:: To do ::
Tally every line of the material where "host" occurs, then write the total by itself.

————————

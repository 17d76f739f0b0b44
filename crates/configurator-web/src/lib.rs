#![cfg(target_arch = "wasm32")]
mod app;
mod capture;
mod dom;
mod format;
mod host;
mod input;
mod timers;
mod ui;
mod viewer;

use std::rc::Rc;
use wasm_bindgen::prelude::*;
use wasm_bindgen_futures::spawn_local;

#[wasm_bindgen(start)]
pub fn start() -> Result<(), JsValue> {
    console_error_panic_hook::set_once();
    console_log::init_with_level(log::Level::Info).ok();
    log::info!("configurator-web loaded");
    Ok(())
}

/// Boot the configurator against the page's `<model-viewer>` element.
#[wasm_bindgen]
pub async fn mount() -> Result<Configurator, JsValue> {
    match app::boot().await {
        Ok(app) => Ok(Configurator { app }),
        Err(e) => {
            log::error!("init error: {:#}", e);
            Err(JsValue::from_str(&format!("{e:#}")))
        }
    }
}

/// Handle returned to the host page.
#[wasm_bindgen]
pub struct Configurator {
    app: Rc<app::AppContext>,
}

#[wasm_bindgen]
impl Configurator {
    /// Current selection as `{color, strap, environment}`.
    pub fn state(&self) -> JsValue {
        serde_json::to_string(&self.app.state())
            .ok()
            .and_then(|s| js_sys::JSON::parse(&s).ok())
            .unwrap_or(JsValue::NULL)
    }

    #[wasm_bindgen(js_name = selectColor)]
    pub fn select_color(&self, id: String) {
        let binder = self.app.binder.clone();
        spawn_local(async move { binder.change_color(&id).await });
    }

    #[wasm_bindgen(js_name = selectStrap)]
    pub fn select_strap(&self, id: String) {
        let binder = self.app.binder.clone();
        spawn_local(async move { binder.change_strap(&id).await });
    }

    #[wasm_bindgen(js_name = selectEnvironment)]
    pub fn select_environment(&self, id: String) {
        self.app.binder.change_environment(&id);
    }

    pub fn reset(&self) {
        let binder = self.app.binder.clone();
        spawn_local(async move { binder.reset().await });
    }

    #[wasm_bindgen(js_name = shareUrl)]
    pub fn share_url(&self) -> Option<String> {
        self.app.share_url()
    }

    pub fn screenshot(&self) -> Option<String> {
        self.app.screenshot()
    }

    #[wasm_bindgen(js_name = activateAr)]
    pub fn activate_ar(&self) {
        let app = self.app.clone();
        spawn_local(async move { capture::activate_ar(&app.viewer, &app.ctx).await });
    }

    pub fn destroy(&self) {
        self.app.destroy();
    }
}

————————

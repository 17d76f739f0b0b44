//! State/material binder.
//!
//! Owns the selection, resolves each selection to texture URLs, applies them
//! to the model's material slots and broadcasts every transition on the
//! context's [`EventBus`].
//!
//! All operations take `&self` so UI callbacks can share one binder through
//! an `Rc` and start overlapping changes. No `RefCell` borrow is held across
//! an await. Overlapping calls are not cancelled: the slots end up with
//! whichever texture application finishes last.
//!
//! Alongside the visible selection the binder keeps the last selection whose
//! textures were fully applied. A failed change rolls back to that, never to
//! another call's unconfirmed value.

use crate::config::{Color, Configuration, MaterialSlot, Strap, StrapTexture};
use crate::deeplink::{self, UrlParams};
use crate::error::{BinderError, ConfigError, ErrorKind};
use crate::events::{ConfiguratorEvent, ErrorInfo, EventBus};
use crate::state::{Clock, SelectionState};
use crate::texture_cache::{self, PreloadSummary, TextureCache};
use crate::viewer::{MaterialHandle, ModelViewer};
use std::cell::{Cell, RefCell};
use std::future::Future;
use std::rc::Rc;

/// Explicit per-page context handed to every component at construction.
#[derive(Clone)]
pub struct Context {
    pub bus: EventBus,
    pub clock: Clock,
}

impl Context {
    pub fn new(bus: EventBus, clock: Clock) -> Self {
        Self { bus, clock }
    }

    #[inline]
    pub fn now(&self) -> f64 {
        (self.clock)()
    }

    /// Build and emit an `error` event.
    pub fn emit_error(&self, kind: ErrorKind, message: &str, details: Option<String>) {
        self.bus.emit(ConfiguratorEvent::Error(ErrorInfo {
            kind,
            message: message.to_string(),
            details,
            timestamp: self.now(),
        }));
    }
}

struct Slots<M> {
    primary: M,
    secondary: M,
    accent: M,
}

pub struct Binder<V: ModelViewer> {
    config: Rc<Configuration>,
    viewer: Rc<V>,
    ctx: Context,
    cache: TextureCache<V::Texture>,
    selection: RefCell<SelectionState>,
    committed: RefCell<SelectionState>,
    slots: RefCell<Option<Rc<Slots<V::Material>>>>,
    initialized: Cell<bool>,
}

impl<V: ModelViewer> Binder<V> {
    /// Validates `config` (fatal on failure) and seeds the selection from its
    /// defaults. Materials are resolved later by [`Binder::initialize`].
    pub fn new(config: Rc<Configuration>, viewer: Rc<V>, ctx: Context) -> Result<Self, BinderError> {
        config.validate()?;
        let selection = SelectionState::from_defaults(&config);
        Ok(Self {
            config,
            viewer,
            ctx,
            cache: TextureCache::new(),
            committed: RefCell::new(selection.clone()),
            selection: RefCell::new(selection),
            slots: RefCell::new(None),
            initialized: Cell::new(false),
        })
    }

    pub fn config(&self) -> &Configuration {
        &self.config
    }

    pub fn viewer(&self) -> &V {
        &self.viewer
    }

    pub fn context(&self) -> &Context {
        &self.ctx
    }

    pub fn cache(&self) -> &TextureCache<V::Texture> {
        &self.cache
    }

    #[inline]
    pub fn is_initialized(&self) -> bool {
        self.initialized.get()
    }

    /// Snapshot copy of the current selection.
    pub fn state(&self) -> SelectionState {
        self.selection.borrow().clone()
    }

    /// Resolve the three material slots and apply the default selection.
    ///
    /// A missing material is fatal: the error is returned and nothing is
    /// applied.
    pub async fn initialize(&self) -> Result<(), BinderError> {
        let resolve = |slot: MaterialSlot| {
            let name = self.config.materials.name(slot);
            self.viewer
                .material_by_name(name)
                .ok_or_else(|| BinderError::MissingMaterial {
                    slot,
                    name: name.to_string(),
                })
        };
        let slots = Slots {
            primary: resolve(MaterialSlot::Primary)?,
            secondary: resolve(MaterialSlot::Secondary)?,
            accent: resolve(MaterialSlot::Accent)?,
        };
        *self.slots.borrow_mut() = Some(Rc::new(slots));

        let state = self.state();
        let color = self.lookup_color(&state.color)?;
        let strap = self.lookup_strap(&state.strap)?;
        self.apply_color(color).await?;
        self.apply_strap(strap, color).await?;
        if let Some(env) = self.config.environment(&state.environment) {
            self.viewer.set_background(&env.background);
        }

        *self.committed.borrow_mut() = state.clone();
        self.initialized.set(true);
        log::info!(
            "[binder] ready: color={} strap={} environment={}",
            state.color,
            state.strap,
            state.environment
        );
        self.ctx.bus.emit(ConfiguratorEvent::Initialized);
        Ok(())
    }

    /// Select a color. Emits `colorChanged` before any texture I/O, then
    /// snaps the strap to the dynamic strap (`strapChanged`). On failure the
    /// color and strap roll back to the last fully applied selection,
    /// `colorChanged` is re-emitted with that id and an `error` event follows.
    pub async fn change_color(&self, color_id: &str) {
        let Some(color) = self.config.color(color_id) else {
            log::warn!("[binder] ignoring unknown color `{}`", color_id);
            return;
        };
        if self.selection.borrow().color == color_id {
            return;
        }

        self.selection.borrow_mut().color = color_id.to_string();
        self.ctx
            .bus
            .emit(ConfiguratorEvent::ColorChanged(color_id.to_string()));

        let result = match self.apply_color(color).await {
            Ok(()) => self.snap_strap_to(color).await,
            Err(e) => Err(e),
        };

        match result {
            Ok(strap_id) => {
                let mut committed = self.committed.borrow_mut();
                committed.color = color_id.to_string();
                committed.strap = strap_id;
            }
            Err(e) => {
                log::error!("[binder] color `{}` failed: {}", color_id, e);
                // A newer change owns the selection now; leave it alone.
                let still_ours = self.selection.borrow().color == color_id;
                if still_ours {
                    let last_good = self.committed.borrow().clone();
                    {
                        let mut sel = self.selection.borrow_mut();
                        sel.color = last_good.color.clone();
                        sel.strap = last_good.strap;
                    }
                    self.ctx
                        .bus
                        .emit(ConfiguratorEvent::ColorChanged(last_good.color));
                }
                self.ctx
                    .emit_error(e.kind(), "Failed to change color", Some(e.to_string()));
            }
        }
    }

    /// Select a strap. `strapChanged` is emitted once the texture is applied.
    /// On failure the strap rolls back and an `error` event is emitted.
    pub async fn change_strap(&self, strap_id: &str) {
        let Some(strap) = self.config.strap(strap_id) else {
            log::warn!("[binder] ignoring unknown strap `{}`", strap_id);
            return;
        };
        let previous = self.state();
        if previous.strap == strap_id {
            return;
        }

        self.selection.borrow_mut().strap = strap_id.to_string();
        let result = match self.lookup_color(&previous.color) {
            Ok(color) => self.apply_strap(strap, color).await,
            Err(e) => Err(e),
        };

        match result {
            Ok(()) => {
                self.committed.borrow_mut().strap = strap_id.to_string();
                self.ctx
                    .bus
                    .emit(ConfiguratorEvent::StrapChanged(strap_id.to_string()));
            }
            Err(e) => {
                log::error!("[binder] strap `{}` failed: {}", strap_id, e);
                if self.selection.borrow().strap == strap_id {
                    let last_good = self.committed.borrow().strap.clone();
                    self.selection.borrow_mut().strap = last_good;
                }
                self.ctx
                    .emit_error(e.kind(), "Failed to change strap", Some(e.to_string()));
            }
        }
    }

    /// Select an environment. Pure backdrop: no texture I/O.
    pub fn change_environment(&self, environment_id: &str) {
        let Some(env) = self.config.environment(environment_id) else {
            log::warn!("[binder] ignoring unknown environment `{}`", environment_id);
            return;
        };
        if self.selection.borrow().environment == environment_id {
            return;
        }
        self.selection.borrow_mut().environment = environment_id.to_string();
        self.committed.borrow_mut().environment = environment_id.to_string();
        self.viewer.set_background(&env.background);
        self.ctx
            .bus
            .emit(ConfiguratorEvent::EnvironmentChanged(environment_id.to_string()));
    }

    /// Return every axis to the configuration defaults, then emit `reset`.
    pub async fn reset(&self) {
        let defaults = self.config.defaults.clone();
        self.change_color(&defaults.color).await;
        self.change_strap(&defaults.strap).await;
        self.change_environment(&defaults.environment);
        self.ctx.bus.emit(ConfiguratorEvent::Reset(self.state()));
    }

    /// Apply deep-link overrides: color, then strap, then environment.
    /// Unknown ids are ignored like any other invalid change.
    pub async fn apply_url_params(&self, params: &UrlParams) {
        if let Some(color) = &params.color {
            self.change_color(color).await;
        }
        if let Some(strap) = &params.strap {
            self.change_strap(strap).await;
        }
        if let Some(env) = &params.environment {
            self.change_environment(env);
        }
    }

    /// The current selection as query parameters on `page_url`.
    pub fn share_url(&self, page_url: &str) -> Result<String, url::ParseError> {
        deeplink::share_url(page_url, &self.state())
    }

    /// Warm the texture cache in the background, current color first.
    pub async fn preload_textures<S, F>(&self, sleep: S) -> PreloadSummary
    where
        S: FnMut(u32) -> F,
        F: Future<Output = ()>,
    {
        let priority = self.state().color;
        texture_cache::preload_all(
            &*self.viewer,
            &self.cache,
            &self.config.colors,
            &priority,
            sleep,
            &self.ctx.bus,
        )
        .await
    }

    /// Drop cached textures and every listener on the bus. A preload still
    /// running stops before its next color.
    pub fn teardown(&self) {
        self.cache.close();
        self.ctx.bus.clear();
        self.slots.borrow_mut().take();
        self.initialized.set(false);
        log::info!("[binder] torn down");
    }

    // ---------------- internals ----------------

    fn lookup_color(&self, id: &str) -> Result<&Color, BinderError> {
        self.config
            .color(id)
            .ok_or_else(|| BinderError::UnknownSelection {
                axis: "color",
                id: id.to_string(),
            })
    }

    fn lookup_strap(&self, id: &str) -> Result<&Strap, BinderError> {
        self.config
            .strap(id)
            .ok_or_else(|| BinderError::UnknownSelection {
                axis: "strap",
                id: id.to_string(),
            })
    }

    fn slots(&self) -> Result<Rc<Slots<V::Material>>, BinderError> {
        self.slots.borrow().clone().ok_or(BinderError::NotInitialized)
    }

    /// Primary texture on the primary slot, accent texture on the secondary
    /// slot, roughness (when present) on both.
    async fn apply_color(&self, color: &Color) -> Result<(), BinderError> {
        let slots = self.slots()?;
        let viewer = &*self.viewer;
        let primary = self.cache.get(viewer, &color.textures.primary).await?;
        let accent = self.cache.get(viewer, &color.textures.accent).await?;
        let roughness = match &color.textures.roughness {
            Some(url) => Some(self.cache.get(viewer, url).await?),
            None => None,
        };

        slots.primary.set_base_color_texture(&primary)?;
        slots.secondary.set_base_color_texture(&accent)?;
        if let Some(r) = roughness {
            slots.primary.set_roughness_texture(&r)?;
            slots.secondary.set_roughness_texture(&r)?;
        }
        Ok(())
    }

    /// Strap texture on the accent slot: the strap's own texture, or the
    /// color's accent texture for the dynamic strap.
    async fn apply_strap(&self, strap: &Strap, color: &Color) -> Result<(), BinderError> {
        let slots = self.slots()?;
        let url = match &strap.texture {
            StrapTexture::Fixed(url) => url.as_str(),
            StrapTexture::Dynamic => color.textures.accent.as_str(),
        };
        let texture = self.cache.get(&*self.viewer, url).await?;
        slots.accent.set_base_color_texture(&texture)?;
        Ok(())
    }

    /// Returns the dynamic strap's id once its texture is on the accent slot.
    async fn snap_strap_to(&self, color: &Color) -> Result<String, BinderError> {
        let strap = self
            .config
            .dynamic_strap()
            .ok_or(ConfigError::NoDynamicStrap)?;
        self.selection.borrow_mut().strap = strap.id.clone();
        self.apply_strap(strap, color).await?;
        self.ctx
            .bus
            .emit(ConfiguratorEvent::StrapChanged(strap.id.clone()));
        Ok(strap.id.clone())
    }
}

————————

:: Expected answer ::
2